THE PROBLEM: Every entry must appear in the answer exactly as it does here.

═══ DATA IN THIS EXERCISE

//! HTTP handlers.

use axum::extract::{Path, Query, State};
use axum::http::StatusCode;
use axum::response::{IntoResponse, Response};
use axum::Json;
use serde::Deserialize;
use tokio::sync::mpsc;
use tracing::error;

use crate::application::{ChatError, KnowledgeBaseError};
use crate::domain::foundation::{KnowledgeBaseId, SessionId, ValidationError};

use super::dto::*;
use super::routes::AppState;

/// Error envelope shared by every handler.
pub struct ApiError {
    status: StatusCode,
    message: String,
}

impl ApiError {
    fn new(status: StatusCode, message: impl Into<String>) -> Self {
        Self {
            status,
            message: message.into(),
        }
    }

    fn bad_request(message: impl Into<String>) -> Self {
        Self::new(StatusCode::BAD_REQUEST, message)
    }
}

impl IntoResponse for ApiError {
    fn into_response(self) -> Response {
        if self.status.is_server_error() {
            error!(status = %self.status, message = %self.message, "request failed");
        }
        (
            self.status,
            Json(ErrorResponse {
                error: self.message,
            }),
        )
            .into_response()
    }
}

impl From<KnowledgeBaseError> for ApiError {
    fn from(err: KnowledgeBaseError) -> Self {
        let status = match &err {
            KnowledgeBaseError::NotFound(_) => StatusCode::NOT_FOUND,
            KnowledgeBaseError::AlreadyExists(_) => StatusCode::CONFLICT,
            KnowledgeBaseError::DefaultProtected => StatusCode::FORBIDDEN,
            KnowledgeBaseError::Store(_) => StatusCode::INTERNAL_SERVER_ERROR,
        };
        Self::new(status, err.to_string())
    }
}

impl From<ChatError> for ApiError {
    fn from(err: ChatError) -> Self {
        let status = match &err {
            ChatError::EmptyMessage => StatusCode::BAD_REQUEST,
            ChatError::SessionNotFound(_) => StatusCode::NOT_FOUND,
            ChatError::Turn(_) => StatusCode::BAD_GATEWAY,
            ChatError::Store(_) => StatusCode::INTERNAL_SERVER_ERROR,
        };
        Self::new(status, err.to_string())
    }
}

fn parse_kb(id: &str) -> Result<KnowledgeBaseId, ApiError> {
    KnowledgeBaseId::new(id).map_err(|e| ApiError::bad_request(e.to_string()))
}

fn parse_session(id: &str) -> Result<SessionId, ApiError> {
    id.parse().map_err(|_| {
        ApiError::bad_request(
            ValidationError::invalid_format("session_id", "not a UUID").to_string(),
        )
    })
}

pub async fn health() -> impl IntoResponse {
    Json(serde_json::json!({ "status": "ok" }))
}

pub async fn create_knowledge_base(
    State(state): State<AppState>,
    Json(body): Json<CreateKnowledgeBaseRequest>,
) -> Result<impl IntoResponse, ApiError> {
    let id = parse_kb(&body.id)?;
    let record = state
        .knowledge_bases
        .create(&id, body.description.as_deref())
        .await?;
    Ok((
        StatusCode::CREATED,
        Json(KnowledgeBaseResponse::from(record)),
    ))
}

pub async fn list_knowledge_bases(
    State(state): State<AppState>,
) -> Result<impl IntoResponse, ApiError> {
    let records = state.knowledge_bases.list().await?;
    let response: Vec<KnowledgeBaseResponse> =
        records.into_iter().map(Into::into).collect();
    Ok(Json(response))
}

pub async fn get_knowledge_base(
    State(state): State<AppState>,
    Path(id): Path<String>,
) -> Result<impl IntoResponse, ApiError> {
    let id = parse_kb(&id)?;
    let record = state.knowledge_bases.get(&id).await?;
    Ok(Json(KnowledgeBaseResponse::from(record)))
}

pub async fn delete_knowledge_base(
    State(state): State<AppState>,
    Path(id): Path<String>,
) -> Result<impl IntoResponse, ApiError> {
    let id = parse_kb(&id)?;
    state.knowledge_bases.delete(&id).await?;
    Ok(StatusCode::NO_CONTENT)
}

pub async fn knowledge_base_stats(
    State(state): State<AppState>,
    Path(id): Path<String>,
) -> Result<impl IntoResponse, ApiError> {
    let id = parse_kb(&id)?;
    let stats = state.knowledge_bases.stats(&id).await?;
    Ok(Json(KnowledgeBaseStatsResponse::from(stats)))
}

pub async fn knowledge_base_files(
    State(state): State<AppState>,
    Path(id): Path<String>,
) -> Result<impl IntoResponse, ApiError> {
    let id = parse_kb(&id)?;
    let files = state.knowledge_bases.files(&id).await?;
    let response: Vec<IngestedFileResponse> = files.into_iter().map(Into::into).collect();
    Ok(Json(response))
}

pub async fn knowledge_base_sessions(
    State(state): State<AppState>,
    Path(id): Path<String>,
) -> Result<impl IntoResponse, ApiError> {
    let id = parse_kb(&id)?;
    let sessions = state.knowledge_bases.sessions(&id).await?;
    let response: Vec<SessionResponse> = sessions.into_iter().map(Into::into).collect();
    Ok(Json(response))
}

pub async fn create_session(
    State(state): State<AppState>,
    Path(id): Path<String>,
    Json(body): Json<CreateSessionRequest>,
) -> Result<impl IntoResponse, ApiError> {
    let id = parse_kb(&id)?;
    let session = state
        .knowledge_bases
        .create_session(&id, body.title.as_deref())
        .await?;
    Ok((StatusCode::CREATED, Json(SessionResponse::from(session))))
}

#[derive(Debug, Deserialize)]
pub struct HistoryQuery {
    #[serde(default = "default_history_limit")]
    pub limit: u32,
}

fn default_history_limit() -> u32 {
    50
}

pub async fn session_history(
    State(state): State<AppState>,
    Path(id): Path<String>,
    Query(query): Query<HistoryQuery>,
) -> Result<impl IntoResponse, ApiError> {
    let session = parse_session(&id)?;
    let messages = state
        .store
        .read_history(&session, query.limit)
        .await
        .map_err(|e| ApiError::new(StatusCode::INTERNAL_SERVER_ERROR, e.to_string()))?;
    let response: Vec<StoredMessageResponse> = messages.into_iter().map(Into::into).collect();
    Ok(Json(response))
}

pub async fn send_message(
    State(state): State<AppState>,
    Path(id): Path<String>,
    Json(body): Json<SendMessageRequest>,
) -> Result<impl IntoResponse, ApiError> {
    let session = parse_session(&id)?;

    let (tx, mut rx) = mpsc::unbounded_channel();
    let turn = state
        .chat
        .send_message(&session, &body.message, Some(&tx))
        .await?;
    drop(tx);

    let mut events = Vec::new();
    while let Ok(event) = rx.try_recv() {
        events.push(TurnEventResponse::from(event));
    }

    Ok(Json(SendMessageResponse {
        session: turn.session.to_string(),
        answer: turn.answer,
        research_iterations: turn.research_iterations,
        forced_writer: turn.forced_writer,
        events,
    }))
}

══════

ANSWER FOR THIS EXERCISE:
//! HTTP handlers.

use axum::extract::{Path, Query, State};
use axum::http::StatusCode;
use axum::response::{IntoResponse, Response};
use axum::Json;
use serde::Deserialize;
use tokio::sync::mpsc;
use tracing::error;

use crate::application::{ChatError, KnowledgeBaseError};
use crate::domain::foundation::{KnowledgeBaseId, SessionId, ValidationError};

use super::dto::*;
use super::routes::AppState;

/// Error envelope shared by every handler.
pub struct ApiError {
    status: StatusCode,
    message: String,
}

impl ApiError {
    fn new(status: StatusCode, message: impl Into<String>) -> Self {
        Self {
            status,
            message: message.into(),
        }
    }

    fn bad_request(message: impl Into<String>) -> Self {
        Self::new(StatusCode::BAD_REQUEST, message)
    }
}

impl IntoResponse for ApiError {
    fn into_response(self) -> Response {
        if self.status.is_server_error() {
            error!(status = %self.status, message = %self.message, "request failed");
        }
        (
            self.status,
            Json(ErrorResponse {
                error: self.message,
            }),
        )
            .into_response()
    }
}

impl From<KnowledgeBaseError> for ApiError {
    fn from(err: KnowledgeBaseError) -> Self {
        let status = match &err {
            KnowledgeBaseError::NotFound(_) => StatusCode::NOT_FOUND,
            KnowledgeBaseError::AlreadyExists(_) => StatusCode::CONFLICT,
            KnowledgeBaseError::DefaultProtected => StatusCode::FORBIDDEN,
            KnowledgeBaseError::Store(_) => StatusCode::INTERNAL_SERVER_ERROR,
        };
        Self::new(status, err.to_string())
    }
}

impl From<ChatError> for ApiError {
    fn from(err: ChatError) -> Self {
        let status = match &err {
            ChatError::EmptyMessage => StatusCode::BAD_REQUEST,
            ChatError::SessionNotFound(_) => StatusCode::NOT_FOUND,
            ChatError::Turn(_) => StatusCode::BAD_GATEWAY,
            ChatError::Store(_) => StatusCode::INTERNAL_SERVER_ERROR,
        };
        Self::new(status, err.to_string())
    }
}

fn parse_kb(id: &str) -> Result<KnowledgeBaseId, ApiError> {
    KnowledgeBaseId::new(id).map_err(|e| ApiError::bad_request(e.to_string()))
}

fn parse_session(id: &str) -> Result<SessionId, ApiError> {
    id.parse().map_err(|_| {
        ApiError::bad_request(
            ValidationError::invalid_format("session_id", "not a UUID").to_string(),
        )
    })
}

pub async fn health() -> impl IntoResponse {
    Json(serde_json::json!({ "status": "ok" }))
}

pub async fn create_knowledge_base(
    State(state): State<AppState>,
    Json(body): Json<CreateKnowledgeBaseRequest>,
) -> Result<impl IntoResponse, ApiError> {
    let id = parse_kb(&body.id)?;
    let record = state
        .knowledge_bases
        .create(&id, body.description.as_deref())
        .await?;
    Ok((
        StatusCode::CREATED,
        Json(KnowledgeBaseResponse::from(record)),
    ))
}

pub async fn list_knowledge_bases(
    State(state): State<AppState>,
) -> Result<impl IntoResponse, ApiError> {
    let records = state.knowledge_bases.list().await?;
    let response: Vec<KnowledgeBaseResponse> =
        records.into_iter().map(Into::into).collect();
    Ok(Json(response))
}

pub async fn get_knowledge_base(
    State(state): State<AppState>,
    Path(id): Path<String>,
) -> Result<impl IntoResponse, ApiError> {
    let id = parse_kb(&id)?;
    let record = state.knowledge_bases.get(&id).await?;
    Ok(Json(KnowledgeBaseResponse::from(record)))
}

pub async fn delete_knowledge_base(
    State(state): State<AppState>,
    Path(id): Path<String>,
) -> Result<impl IntoResponse, ApiError> {
    let id = parse_kb(&id)?;
    state.knowledge_bases.delete(&id).await?;
    Ok(StatusCode::NO_CONTENT)
}

pub async fn knowledge_base_stats(
    State(state): State<AppState>,
    Path(id): Path<String>,
) -> Result<impl IntoResponse, ApiError> {
    let id = parse_kb(&id)?;
    let stats = state.knowledge_bases.stats(&id).await?;
    Ok(Json(KnowledgeBaseStatsResponse::from(stats)))
}

pub async fn knowledge_base_files(
    State(state): State<AppState>,
    Path(id): Path<String>,
) -> Result<impl IntoResponse, ApiError> {
    let id = parse_kb(&id)?;
    let files = state.knowledge_bases.files(&id).await?;
    let response: Vec<IngestedFileResponse> = files.into_iter().map(Into::into).collect();
    Ok(Json(response))
}

pub async fn knowledge_base_sessions(
    State(state): State<AppState>,
    Path(id): Path<String>,
) -> Result<impl IntoResponse, ApiError> {
    let id = parse_kb(&id)?;
    let sessions = state.knowledge_bases.sessions(&id).await?;
    let response: Vec<SessionResponse> = sessions.into_iter().map(Into::into).collect();
    Ok(Json(response))
}

pub async fn create_session(
    State(state): State<AppState>,
    Path(id): Path<String>,
    Json(body): Json<CreateSessionRequest>,
) -> Result<impl IntoResponse, ApiError> {
    let id = parse_kb(&id)?;
    let session = state
        .knowledge_bases
        .create_session(&id, body.title.as_deref())
        .await?;
    Ok((StatusCode::CREATED, Json(SessionResponse::from(session))))
}

#[derive(Debug, Deserialize)]
pub struct HistoryQuery {
    #[serde(default = "default_history_limit")]
    pub limit: u32,
}

fn default_history_limit() -> u32 {
    50
}

pub async fn session_history(
    State(state): State<AppState>,
    Path(id): Path<String>,
    Query(query): Query<HistoryQuery>,
) -> Result<impl IntoResponse, ApiError> {
    let session = parse_session(&id)?;
    let messages = state
        .store
        .read_history(&session, query.limit)
        .await
        .map_err(|e| ApiError::new(StatusCode::INTERNAL_SERVER_ERROR, e.to_string()))?;
    let response: Vec<StoredMessageResponse> = messages.into_iter().map(Into::into).collect();
    Ok(Json(response))
}

pub async fn send_message(
    State(state): State<AppState>,
    Path(id): Path<String>,
    Json(body): Json<SendMessageRequest>,
) -> Result<impl IntoResponse, ApiError> {
    let session = parse_session(&id)?;

    let (tx, mut rx) = mpsc::unbounded_channel();
    let turn = state
        .chat
        .send_message(&session, &body.message, Some(&tx))
        .await?;
    drop(tx);

    let mut events = Vec::new();
    while let Ok(event) = rx.try_recv() {
        events.push(TurnEventResponse::from(event));
    }

    Ok(Json(SendMessageResponse {
        session: turn.session.to_string(),
        answer: turn.answer,
        research_iterations: turn.research_iterations,
        forced_writer: turn.forced_writer,
        events,
    }))
}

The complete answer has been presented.